Adesso bisognerà capire come è morto: "Non crediamo neppure nell'ipotesi del suicidio, per le stesse ragioni: aveva affrontato e superato dei momenti molto difficili (la morte della fidanzata Elisabetta Filippini uno fra tutti) e al momento della scomparsa stava bene e aveva un lavoro. Non ci sarebbe stato motivo di compiere un gesto estremo". 

"Adesso Biagio torna a casa. Andremo avanti per arrivare alla verità"

"La verità è un nostro dovere, andremo avanti più forti e motivati di prima - ha detto la sorella di Biagio a proposito delle indagini - oggi sappiamo che Biagio torna a casa e questa è  già una vittoria. Poi mi affido alle indagini e spero diano le risposte alle tante domande che ci siamo fatti in tutti questi anni". E Carabellò potrà avere anche un funerale, al quale potrà partecipare anche l'anziana madre, che tanto ha sofferto in questo lungo tempo aspettando la verità. 

Il cadavere trovato nel canale di scolo del Parco Nord è di Biagio Carabellònon ci sono più dubbi. Lo ha confermato ieri la Procura di Bologna con una nota: "In data odierna sono stati raffrontati i dati clinici odontoiatrici appartenenti al signor Biagio Carabellò recapitati dalle forze dell’ordine con la situazione dentaria della salma rinvenuta in data 23 marzo 2021 a Bologna. Dal confronto è emersa la corrispondenza tra oltre all’assenza di elementi di incompatibilità. Ciò è sufficiente per identificare il cadavere nella persona di Biagio Carabellò". 

Il sopralluogo: trovato anche il cellulare 

"Così abbiamo escluso l'allontanamento volontario - il commento a caldo dell'avvocato della famiglia Barbara Iannuccelli - ma sarà probabilmente l'esame del giubbotto a dare qualche informazione in più. Un foro da arma da fuoco, un taglio: qualcosa che ci dica come potrebbe essere morto Carabellò". 

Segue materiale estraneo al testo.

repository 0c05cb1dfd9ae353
use crate::domain::errors::DomainResult;
use crate::domain::tag::entity::{Tag, TagLabel};
use async_trait::async_trait;

#[async_trait]
pub trait TagRepository: Send + Sync {
    /// Every stored tag whose label appears in `labels`, in one query.
    /// Duplicate labels in storage yield one result per stored record.
    async fn find_by_labels(&self, labels: &[TagLabel]) -> DomainResult<Vec<Tag>>;

    /// Batch-insert one record per given label, returned in input order.
    async fn insert_many(&self, labels: &[TagLabel]) -> DomainResult<Vec<Tag>>;

    async fn list(&self) -> DomainResult<Vec<Tag>>;

    /// Delete tags no article references; returns how many were removed.
    async fn prune_orphans(&self) -> DomainResult<u64>;
}
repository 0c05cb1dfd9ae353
pub mod articles;
pub mod tags;

pub use articles::{ArticleDto, AuthorDto};
pub use tags::TagDto;
// tests/support/mod.rs
// Mocks and builders are shared by multiple integration test binaries, and
// individual binaries use different subsets of them. Allow dead_code and
// unused_imports at the module level to keep test output clean.
#[allow(dead_code, unused_imports)]
pub mod mocks;

#[allow(dead_code, unused_imports)]
pub mod builders;

#[allow(unused_imports)]
pub use mocks::*;

#[allow(unused_imports)]
pub use builders::*;
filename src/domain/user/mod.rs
// src/domain/user/mod.rs
//
// Users are referenced by articles, never owned: their lifecycle belongs to
// the embedding application. This module carries only the identifier and the
// author projection joined into article records.
use crate::domain::errors::{DomainError, DomainResult};
use std::fmt;

#[derive(Debug, Clone, Copy, PartialEq, Eq, Hash)]
pub struct UserId(pub i64);

impl UserId {
    pub fn new(id: i64) -> DomainResult<Self> {
        if id <= 0 {
            Err(DomainError::Validation("user id must be positive".into()))
        } else {
            Ok(Self(id))
        }
    }
}

impl From<UserId> for i64 {
    fn from(value: UserId) -> Self {
        value.0
    }
}

impl fmt::Display for UserId {
    fn fmt(&self, f: &mut fmt::Formatter<'_>) -> fmt::Result {
        write!(f, "{}", self.0)
    }
}

/// Author data joined into an article record.
#[derive(Debug, Clone, PartialEq, Eq)]
pub struct Author {
    pub id: UserId,
    pub username: String,
}
use super::ArticleQueryService;
use crate::{
    application::{dto::ArticleDto, error::ApplicationResult},
    domain::{
        article::{ArticleListQuery, ArticleSort},
        user::UserId,
    },
};

/// Listing parameters as submitted by the caller. Absent limit and offset
/// fall back to 20 and 0; no upper bound is enforced here.
pub struct ListArticlesQuery {
    pub author: Option<i64>,
    pub favorited: bool,
    pub limit: Option<u32>,
    pub offset: Option<u32>,
    pub sort: Option<String>,
}

impl ArticleQueryService {
    /// List joined article records. The favorited filter needs a caller
    /// identity and is silently dropped for anonymous callers; an empty
    /// result set is not an error.
    pub async fn list_articles(
        &self,
        caller: Option<UserId>,
        query: ListArticlesQuery,
    ) -> ApplicationResult<Vec<ArticleDto>> {
        const DEFAULT_LIMIT: u32 = 20;

        let author = query.author.map(UserId::new).transpose()?;
        let favorited_by = if query.favorited { caller } else { None };

        let list_query = ArticleListQuery {
            author,
            favorited_by,
            limit: i64::from(query.limit.unwrap_or(DEFAULT_LIMIT)),
            offset: i64::from(query.offset.unwrap_or(0)),
            sort: ArticleSort::from_param(query.sort.as_deref()),
        };

        let records = self.read_repo.list(list_query).await?;
        Ok(records.into_iter().map(Into::into).collect())
    }
}
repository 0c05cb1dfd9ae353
// src/application/commands/articles/service.rs
use std::sync::Arc;

use crate::{
    application::{
        error::ApplicationResult,
        ports::{time::Clock, util::SlugGenerator},
    },
    domain::{
        article::ArticleWriteRepository,
        tag::{TagId, TagLabel, TagReconciler},
    },
};

pub struct ArticleCommandService {
    pub(super) write_repo: Arc<dyn ArticleWriteRepository>,
    pub(super) reconciler: Arc<TagReconciler>,
    pub(super) clock: Arc<dyn Clock>,
    pub(super) slugger: Arc<dyn SlugGenerator>,
}

impl ArticleCommandService {
    pub fn new(
        write_repo: Arc<dyn ArticleWriteRepository>,
        reconciler: Arc<TagReconciler>,
        clock: Arc<dyn Clock>,
        slugger: Arc<dyn SlugGenerator>,
    ) -> Self {
        Self {
            write_repo,
            reconciler,
            clock,
            slugger,
        }
    }

    /// One reconciliation pass over raw labels, as submitted.
    pub(super) async fn reconcile_labels(
        &self,
        labels: Vec<String>,
    ) -> ApplicationResult<Vec<TagId>> {
        let labels = labels
            .into_iter()
            .map(TagLabel::new)
            .collect::<Result<Vec<_>, _>>()?;
        Ok(self.reconciler.reconcile(&labels).await?)
    }
}
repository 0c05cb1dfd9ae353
use super::ArticleQueryService;
use crate::{
    application::{
        dto::ArticleDto,
        error::{ApplicationError, ApplicationResult},
    },
    domain::article::ArticleId,
};

pub struct GetArticleByIdQuery {
    pub id: i64,
}

impl ArticleQueryService {
    pub async fn get_article_by_id(
        &self,
        query: GetArticleByIdQuery,
    ) -> ApplicationResult<ArticleDto> {
        let id = ArticleId::new(query.id)?;
        let record = self
            .read_repo
            .find_by_id(id)
            .await?
            .ok_or_else(|| ApplicationError::not_found("article not found"))?;
        Ok(record.into())
    }
}
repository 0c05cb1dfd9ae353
// src/domain/errors.rs
use thiserror::Error;

pub type DomainResult<T> = Result<T, DomainError>;

#[derive(Debug, Error)]
pub enum DomainError {
    #[error("validation error: {0}")]
    Validation(String),
    #[error("conflict: {0}")]
    Conflict(String),
    #[error("not found: {0}")]
    NotFound(String),
    #[error("storage failure: {0}")]
    Storage(String),
}
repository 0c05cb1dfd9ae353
use crate::domain::errors::DomainError;

const CNT_ARTICLE_SLUG: &str = "articles_slug_key";
const CNT_ARTICLE_AUTHOR: &str = "articles_author_id_fkey";
const CNT_ARTICLE_STATE_CHECK: &str = "articles_state_chk";
const CNT_ARTICLE_TAG: &str = "article_tags_tag_id_fkey";
const CNT_FAVORITE_USER: &str = "article_favorites_user_id_fkey";
const CNT_USER_USERNAME: &str = "users_username_key";

pub fn map_sqlx(err: sqlx::Error) -> DomainError {
    match &err {
        sqlx::Error::Database(db_err) => {
            if let Some(constraint) = db_err.constraint() {
                return match constraint {
                    CNT_ARTICLE_SLUG => DomainError::Conflict("slug already exists".into()),
                    CNT_USER_USERNAME => DomainError::Conflict("username already exists".into()),
                    CNT_ARTICLE_AUTHOR => DomainError::NotFound("author not found".into()),
                    CNT_ARTICLE_TAG => DomainError::NotFound("tag not found".into()),
                    CNT_FAVORITE_USER => DomainError::NotFound("user not found".into()),
                    CNT_ARTICLE_STATE_CHECK => {
                        DomainError::Validation("unknown publish state".into())
                    }
                    other => {
                        DomainError::Storage(format!("database constraint violation: {other}"))
                    }
                };
            }

            if let Some(code) = db_err.code() {
                match code.as_ref() {
                    "23505" => {
                        return DomainError::Conflict("unique constraint violated".into());
                    }
                    "23503" => {
                        return DomainError::NotFound("referenced record not found".into());
                    }
                    "23514" => {
                        return DomainError::Validation("check constraint violated".into());
                    }
                    _ => {}
                }
            }

            DomainError::Storage(db_err.message().to_string())
        }
        _ => DomainError::Storage(err.to_string()),
    }
}
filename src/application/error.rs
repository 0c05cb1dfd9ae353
// src/application/error.rs
use crate::domain::errors::DomainError;
use thiserror::Error;

pub type ApplicationResult<T> = Result<T, ApplicationError>;

/// Error surface of the command/query services. Domain errors pass through
/// transparently; the embedding application maps the variants to its own
/// transport (HTTP status, exit code, ...).
#[derive(Debug, Error)]
pub enum ApplicationError {
    #[error(transparent)]
    Domain(#[from] DomainError),

    #[error("validation error: {0}")]
    Validation(String),

    #[error("resource not found: {0}")]
    NotFound(String),

    #[error("conflict: {0}")]
    Conflict(String),

    #[error("infrastructure failure: {0}")]
    Infrastructure(String),
}

impl ApplicationError {
    pub fn validation(msg: impl Into<String>) -> Self {
        Self::Validation(msg.into())
    }

    pub fn not_found(msg: impl Into<String>) -> Self {
        Self::NotFound(msg.into())
    }

    pub fn conflict(msg: impl Into<String>) -> Self {
        Self::Conflict(msg.into())
    }

    pub fn infrastructure(msg: impl Into<String>) -> Self {
        Self::Infrastructure(msg.into())
    }
}
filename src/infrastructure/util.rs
use crate::application::ports::util::SlugGenerator;
use slug::slugify;

#[derive(Default, Clone)]
pub struct DefaultSlugGenerator;

impl SlugGenerator for DefaultSlugGenerator {
    fn slugify(&self, input: &str) -> String {
        slugify(input)
    }
}
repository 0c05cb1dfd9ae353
// tests/support/mocks/mod.rs
//! テストサポートモック再エクスポートモジュール
#![cfg(test)]
#![allow(dead_code)]
#![allow(unused_imports)]

pub mod article_repos;
pub mod tag_repo;
pub mod time;
pub mod util;

/* -------------------------------- 再エクスポート -------------------------------- */

// 時刻関連
pub use time::fixed_now;

// タグリポジトリ
pub use tag_repo::InMemoryTagRepo;

// ユーティリティ関連
pub use util::{DummyClock, DummySlug};

// 記事リポジトリ
pub use article_repos::{DummyArticleRead, DummyArticleWrite};
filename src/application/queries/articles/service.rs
use std::sync::Arc;

use crate::domain::article::ArticleReadRepository;

pub struct ArticleQueryService {
    pub(super) read_repo: Arc<dyn ArticleReadRepository>,
}

impl ArticleQueryService {
    pub fn new(read_repo: Arc<dyn ArticleReadRepository>) -> Self {
        Self { read_repo }
    }
}
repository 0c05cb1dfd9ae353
mod get_by_id;
mod get_by_slug;
mod list;
mod service;

pub use get_by_id::GetArticleByIdQuery;
pub use get_by_slug::GetArticleBySlugQuery;
pub use list::ListArticlesQuery;
pub use service::ArticleQueryService;
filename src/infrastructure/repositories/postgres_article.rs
// src/infrastructure/repositories/postgres_article.rs
use super::map_sqlx;
use crate::domain::article::{
    Article, ArticleBody, ArticleDescription, ArticleId, ArticleListQuery, ArticleReadRepository,
    ArticleRecord, ArticleSlug, ArticleSort, ArticleTitle, ArticleUpdate, ArticleWriteRepository,
    ImageUrl, NewArticle,
};
use crate::domain::errors::{DomainError, DomainResult};
use crate::domain::tag::{Tag, TagId, TagLabel};
use crate::domain::user::{Author, UserId};
use async_trait::async_trait;
use chrono::{DateTime, Utc};
use sqlx::{FromRow, PgConnection, PgPool, Postgres, QueryBuilder};
use std::collections::HashMap;

#[derive(Clone)]
pub struct PostgresArticleWriteRepository {
    pool: PgPool,
}

impl PostgresArticleWriteRepository {
    pub fn new(pool: PgPool) -> Self {
        Self { pool }
    }
}

#[derive(Clone)]
pub struct PostgresArticleReadRepository {
    pool: PgPool,
}

impl PostgresArticleReadRepository {
    pub fn new(pool: PgPool) -> Self {
        Self { pool }
    }
}

#[derive(Debug, FromRow)]
struct ArticleRow {
    id: i64,
    title: String,
    slug: String,
    description: String,
    body: String,
    image: Option<String>,
    state: String,
    author_id: i64,
    favored_count: i64,
    created_at: DateTime<Utc>,
    updated_at: DateTime<Utc>,
    author_username: String,
}

impl ArticleRow {
    fn into_record(self, tags: Vec<Tag>, favored_by: Vec<UserId>) -> DomainResult<ArticleRecord> {
        Ok(ArticleRecord {
            article: Article {
                id: ArticleId::new(self.id)?,
                title: ArticleTitle::new(self.title)?,
                slug: ArticleSlug::new(self.slug)?,
                description: ArticleDescription::new(self.description)?,
                body: ArticleBody::new(self.body)?,
                image: self.image.map(ImageUrl::new).transpose()?,
                state: self.state.parse()?,
                author_id: UserId::new(self.author_id)?,
                favored_count: self.favored_count,
                created_at: self.created_at,
                updated_at: self.updated_at,
            },
            author: Author {
                id: UserId::new(self.author_id)?,
                username: self.author_username,
            },
            tags,
            favored_by,
        })
    }
}

#[derive(Debug, FromRow)]
struct TagLinkRow {
    article_id: i64,
    id: i64,
    label: String,
}

#[derive(Debug, FromRow)]
struct FavoriteRow {
    article_id: i64,
    user_id: i64,
}

/// Listing query head: the author-joined projection, before filters. Tag and
/// favorite sets are loaded separately in batches.
const RECORD_SELECT: &str = "SELECT a.id, a.title, a.slug, a.description, a.body, a.image, \
     a.state, a.author_id, a.favored_count, a.created_at, a.updated_at, \
     u.username AS author_username \
     FROM articles a JOIN users u ON u.id = a.author_id";

async fn load_tags(
    conn: &mut PgConnection,
    article_ids: &[i64],
) -> DomainResult<HashMap<i64, Vec<Tag>>> {
    let rows = sqlx::query_as::<_, TagLinkRow>(
        r#"
        SELECT at.article_id, t.id, t.label
        FROM article_tags at
        JOIN tags t ON t.id = at.tag_id
        WHERE at.article_id = ANY($1)
        ORDER BY at.article_id, at.position
        "#,
    )
    .bind(article_ids)
    .fetch_all(&mut *conn)
    .await
    .map_err(map_sqlx)?;

    let mut by_article: HashMap<i64, Vec<Tag>> = HashMap::new();
    for row in rows {
        let tag = Tag {
            id: TagId::new(row.id)?,
            label: TagLabel::new(row.label)?,
        };
        by_article.entry(row.article_id).or_default().push(tag);
    }
    Ok(by_article)
}

async fn load_favorites(
    conn: &mut PgConnection,
    article_ids: &[i64],
) -> DomainResult<HashMap<i64, Vec<UserId>>> {
    let rows = sqlx::query_as::<_, FavoriteRow>(
        r#"
        SELECT article_id, user_id
        FROM article_favorites
        WHERE article_id = ANY($1)
        ORDER BY article_id, created_at, user_id
        "#,
    )
    .bind(article_ids)
    .fetch_all(&mut *conn)
    .await
    .map_err(map_sqlx)?;

    let mut by_article: HashMap<i64, Vec<UserId>> = HashMap::new();
    for row in rows {
        by_article
            .entry(row.article_id)
            .or_default()
            .push(UserId::new(row.user_id)?);
    }
    Ok(by_article)
}

/// Attach tag and favorite sets to base rows, preserving row order.
async fn assemble_records(
    conn: &mut PgConnection,
    rows: Vec<ArticleRow>,
) -> DomainResult<Vec<ArticleRecord>> {
    if rows.is_empty() {
        return Ok(Vec::new());
    }

    let ids: Vec<i64> = rows.iter().map(|row| row.id).collect();
    let mut tags = load_tags(conn, &ids).await?;
    let mut favorites = load_favorites(conn, &ids).await?;

    rows.into_iter()
        .map(|row| {
            let tags = tags.remove(&row.id).unwrap_or_default();
            let favored_by = favorites.remove(&row.id).unwrap_or_default();
            row.into_record(tags, favored_by)
        })
        .collect()
}

async fn fetch_record_by_id(
    conn: &mut PgConnection,
    id: i64,
) -> DomainResult<Option<ArticleRecord>> {
    let row = sqlx::query_as::<_, ArticleRow>(
        r#"
        SELECT a.id, a.title, a.slug, a.description, a.body, a.image, a.state,
               a.author_id, a.favored_count, a.created_at, a.updated_at,
               u.username AS author_username
        FROM articles a
        JOIN users u ON u.id = a.author_id
        WHERE a.id = $1
        "#,
    )
    .bind(id)
    .fetch_optional(&mut *conn)
    .await
    .map_err(map_sqlx)?;

    match row {
        Some(row) => {
            let records = assemble_records(conn, vec![row]).await?;
            Ok(records.into_iter().next())
        }
        None => Ok(None),
    }
}

/// Replace the article's tag links wholesale, keeping input order in
/// `position`. Duplicate ids collapse onto their first occurrence.
async fn replace_tag_links(
    conn: &mut PgConnection,
    article_id: i64,
    tag_ids: &[TagId],
) -> DomainResult<()> {
    sqlx::query("DELETE FROM article_tags WHERE article_id = $1")
        .bind(article_id)
        .execute(&mut *conn)
        .await
        .map_err(map_sqlx)?;

    if tag_ids.is_empty() {
        return Ok(());
    }

    let ids: Vec<i64> = tag_ids.iter().copied().map(i64::from).collect();
    sqlx::query(
        r#"
        INSERT INTO article_tags (article_id, tag_id, position)
        SELECT $1, tag_id, ordinality
        FROM UNNEST($2::bigint[]) WITH ORDINALITY AS links(tag_id, ordinality)
        ON CONFLICT (article_id, tag_id) DO NOTHING
        "#,
    )
    .bind(article_id)
    .bind(&ids)
    .execute(&mut *conn)
    .await
    .map_err(map_sqlx)?;

    Ok(())
}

Caso Carabellò: l'ultima intervista alla sorella Susanna 

L'indumento del 46enne scomparso nel nulla era macchiato di sangue, macchie che qualcuno avrebbe poi cercato di lavare via. Il sangue appartiene proprio a Carabellò, stando all'esito dell'esame del Dna basato sulla madre dello scomparso. "La giacca non era indossata da Biagio al momento del delitto - aveva osservato la criminologa - ma probabilmente era limitrofa al punto in cui è stato aggredito". L'ipotesi è che il delitto sia stato commesso al chiuso, vicino a quella giacca: alcune testimonianze riconducono Carabellò riconosciuto fuori di casa il giorno della scomparsa, una giornata molto fredda. La deduzione è che il giaccone sia stato macchiato quando non era indossato, ma vicino a Carabellò. Era il marzo del 2018. E a marzo 2021 un altro indumento è stato rinvenuto nello stesso canale nel quale sono state trovate le ossa umane e la patente dell'uomo. 

La scomparsa e il testamento falso: il giallo Carabellò

Biagio Carabellò scomparve la mattina del 23 novembre del 2015 dal quartiere Bolognina, dove ha sempre abitato e dove erano in molti a conoscerlo. Sarebbe stato visto l'ultima volta presso il poliambulatorio di via Tiarini. Da allora le indagini hanno preso strade diverse, fino al ritrovamento del testamento della sua fidanzata deceduta per malattia, Elisabetta Filippini, falsificato da una mano che poi è stata condannata. Ma i colpi di scena continuano fra lettere anonime e tracce di sangue sugli indumenti dell'uomo.